Our work has been tremendously productive and we have achieved an especially high level of success in implementing the initial phases of the research project. Over 120 days of systematic fieldwork, which were invested during the first year and a half of the project, produced samples of biological remains and material culture of unprecedented proportion from the Negev Byzantine sites. Preliminary results from ongoing analyses of these materials are highly promising and chart the way forward for the next three and a half years and the successful completion of the project.

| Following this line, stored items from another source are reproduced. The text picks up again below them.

//! Client behaviour over a scripted transport: what is sent, in which order,
//! and what is refused before anything reaches the wire.

use std::collections::VecDeque;

use amocrm_core::{
    ApiResponse, AuthError, CrmApiClient, CrmError, Credentials, Endpoints, HttpMethod, HttpRequest,
    HttpResponse, PreconditionError, RequestError, Task, Transport, TransportError, ValidationError,
};
use serde_json::{json, Value};

/// Replays canned responses in order and records every request.
#[derive(Default)]
struct Scripted {
    replies: VecDeque<HttpResponse>,
    sent: Vec<HttpRequest>,
}

impl Scripted {
    fn reply(mut self, status: u16, body: Value) -> Self {
        let body = if body.is_null() { String::new() } else { body.to_string() };
        self.replies.push_back(HttpResponse {
            status,
            headers: Vec::new(),
            body,
        });
        self
    }
}

impl Transport for Scripted {
    fn send(&mut self, request: &HttpRequest) -> Result<HttpResponse, TransportError> {
        self.sent.push(request.clone());
        self.replies
            .pop_front()
            .ok_or_else(|| TransportError::Http("connection refused".to_string()))
    }
}

type Operation = fn(&mut CrmApiClient<Scripted>, &Task) -> Result<ApiResponse, CrmError>;

fn creds() -> Credentials {
    Credentials::new("acme@example.com", "0123456789abcdef").unwrap()
}

fn logged_in() -> Scripted {
    Scripted::default().reply(200, json!({"response": {"auth": true}}))
}

#[test]
fn lead_without_task_gets_one() {
    let mut transport = logged_in()
        .reply(200, json!({"_embedded": {"items": [{"id": 42, "name": "Deal"}]}}))
        .reply(200, json!({"_embedded": {"items": [{"id": 900, "request_id": 0}]}}))
        .reply(200, json!({"_embedded": {"items": [{"id": 900, "element_id": 42, "text": "Сделка без задачи"}]}}));
    let mut client = CrmApiClient::connect(&mut transport, &creds(), Endpoints::default()).unwrap();

    let leads = client.filter_leads_by_task_presence(1).unwrap();
    let ids = client.parse_lead_ids(leads.embedded_items()).unwrap();
    assert_eq!(ids, vec![42]);

    let tasks: Vec<Task> = ids
        .iter()
        .map(|&id| Task::call_for_lead(id, "Сделка без задачи", 5885773, 1_700_000_000))
        .collect();
    client.add_tasks(&tasks).unwrap();

    let response = client.get_tasks_by_element_id(42).unwrap();
    assert_eq!(
        client.parse_task_texts(response.embedded_items()).unwrap(),
        vec!["Сделка без задачи"]
    );
    drop(client);

    let targets: Vec<String> = transport.sent.iter().map(HttpRequest::target).collect();
    assert_eq!(
        targets,
        vec![
            "/private/api/auth.php?type=json",
            "/api/v2/leads?filter[tasks]=1",
            "/api/v2/tasks",
            "/api/v2/tasks?element_id=42",
        ]
    );

    let login: Value = serde_json::from_str(transport.sent[0].body.as_deref().unwrap()).unwrap();
    assert_eq!(login, json!({"USER_LOGIN": "acme@example.com", "USER_HASH": "0123456789abcdef"}));

    let added: Value = serde_json::from_str(transport.sent[2].body.as_deref().unwrap()).unwrap();
    assert_eq!(
        added,
        json!({"add": [{
            "element_id": 42,
            "element_type": 2,
            "task_type": 1,
            "text": "Сделка без задачи",
            "responsible_user_id": 5885773,
            "complete_till_at": 1_700_000_000,
        }]})
    );
}

#[test]
fn invalid_parameters_never_reach_the_wire() {
    let mut transport = logged_in();
    let mut client = CrmApiClient::connect(&mut transport, &creds(), Endpoints::default()).unwrap();

    assert!(matches!(
        client.filter_leads_by_task_presence(0),
        Err(CrmError::Validation(ValidationError::ValueNotAllowed { .. }))
    ));

    let mut wrong_type = Task::call_for_lead(42, "x", 1, 0);
    wrong_type.element_type = 5;
    assert!(matches!(
        client.add_tasks(&[wrong_type]),
        Err(CrmError::Validation(ValidationError::ValueNotAllowed { .. }))
    ));

    let string_id = json!({
        "element_id": "42",
        "element_type": 2,
        "task_type": 1,
        "text": "x",
        "responsible_user_id": 1,
        "complete_till_at": 0,
    });
    assert!(matches!(
        client.add_task_values(&[string_id]),
        Err(CrmError::Validation(ValidationError::TypeMismatch { .. }))
    ));

    let without_text = json!({
        "element_id": 42,
        "element_type": 2,
        "task_type": 1,
        "responsible_user_id": 1,
        "complete_till_at": 0,
    });
    assert!(matches!(
        client.add_task_values(&[without_text]),
        Err(CrmError::Precondition(PreconditionError::MissingTaskField { index: 0, field: "text" }))
    ));

    assert!(matches!(
        client.add_task_values(&[json!("not a task")]),
        Err(CrmError::Precondition(PreconditionError::TaskNotObject { index: 0 }))
    ));

    drop(client);
    assert_eq!(transport.sent.len(), 1, "only the login was sent");
}

#[test]
fn login_without_at_sign_is_refused_before_sending() {
    let err = Credentials::new("acme.example.com", "key").unwrap_err();
    assert!(matches!(err, AuthError::InvalidCredentialsFormat { .. }));
}

#[test]
fn every_operation_rejects_unexpected_status() {
    let task = Task::call_for_lead(42, "x", 1, 0);
    let operations: [(&str, Operation); 4] = [
        ("filter", |c, _| c.filter_leads_by_task_presence(1)),
        ("lead", |c, _| c.get_lead_by_id(42)),
        ("tasks", |c, _| c.get_tasks_by_element_id(42)),
        ("add", |c, t| c.add_tasks(std::slice::from_ref(t))),
    ];

    for status in [201, 302, 400, 401, 403, 500] {
        for (name, operation) in &operations {
            let transport = logged_in().reply(status, json!({"_embedded": {"items": [{"id": 1}]}}));
            let mut client = CrmApiClient::connect(transport, &creds(), Endpoints::default()).unwrap();
            let result = operation(&mut client, &task);
            assert!(
                matches!(result, Err(CrmError::Request(RequestError::Failed { status: s, .. })) if s == status),
                "{name} with HTTP {status}"
            );
        }
    }
}

#[test]
fn truthy_auth_flag_wins_over_status() {
    for flag in [json!(true), json!(1), json!("1")] {
        let transport = Scripted::default().reply(401, json!({"response": {"auth": flag}}));
        assert!(CrmApiClient::connect(transport, &creds(), Endpoints::default()).is_ok());
    }

    let transport = Scripted::default().reply(403, json!({"response": {"auth": false}}));
    let err = CrmApiClient::connect(transport, &creds(), Endpoints::default()).err().unwrap();
    match err {
        CrmError::Auth(AuthError::Rejected { message, code }) => {
            assert_eq!(message, "authorization failed");
            assert_eq!(code, "403");
        }
        other => panic!("unexpected error: {other:?}"),
    }
}

#[test]
fn transport_failure_during_login_is_reported() {
    let err = CrmApiClient::connect(Scripted::default(), &creds(), Endpoints::default())
        .err()
        .unwrap();
    assert!(matches!(err, CrmError::Auth(AuthError::Transport(_))));
}

#[test]
fn every_request_after_login_is_a_get_or_json_post() {
    let mut transport = logged_in().reply(204, Value::Null);
    let mut client = CrmApiClient::connect(&mut transport, &creds(), Endpoints::default()).unwrap();
    client.get_lead_by_id(7).unwrap();
    drop(client);

    assert_eq!(transport.sent[0].method, HttpMethod::Post);
    assert!(transport.sent[0]
        .headers
        .contains(&("content-type".to_string(), "application/json".to_string())));
    assert_eq!(transport.sent[1].method, HttpMethod::Get);
    assert!(transport.sent[1].body.is_none());
}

Based on the initial progress made and the steep curve of amassing data, knowledge and understanding we anticipate that the project stands to make landmark contributions in these three areas of current research:

1. Establishing the first-of-its-kind, high-resolution absolute chronology of the south Levantine mid-1st millennium CE (6th-8th cent.)—a span of time which is increasingly recognized as one of both social and environmental upheavals of global proportions and far-reaching consequences for the course of history.

2. Constructing a unique and comprehensive onsite multi-proxy record of juxtaposed environmental and social information, through which to reconstruct the sequence of crisis-generating events and simultaneous human responses.

3. Providing historical perspectives and substantial time-depth for current attempt to study and understand sustainable development and resilience-building in environmentally marginal regions.

We project that a synthesis of these interlinked strands of research will lead to developing a new and enhanced level of understanding regarding the role of social crisis in guiding the course of cultural history into the future.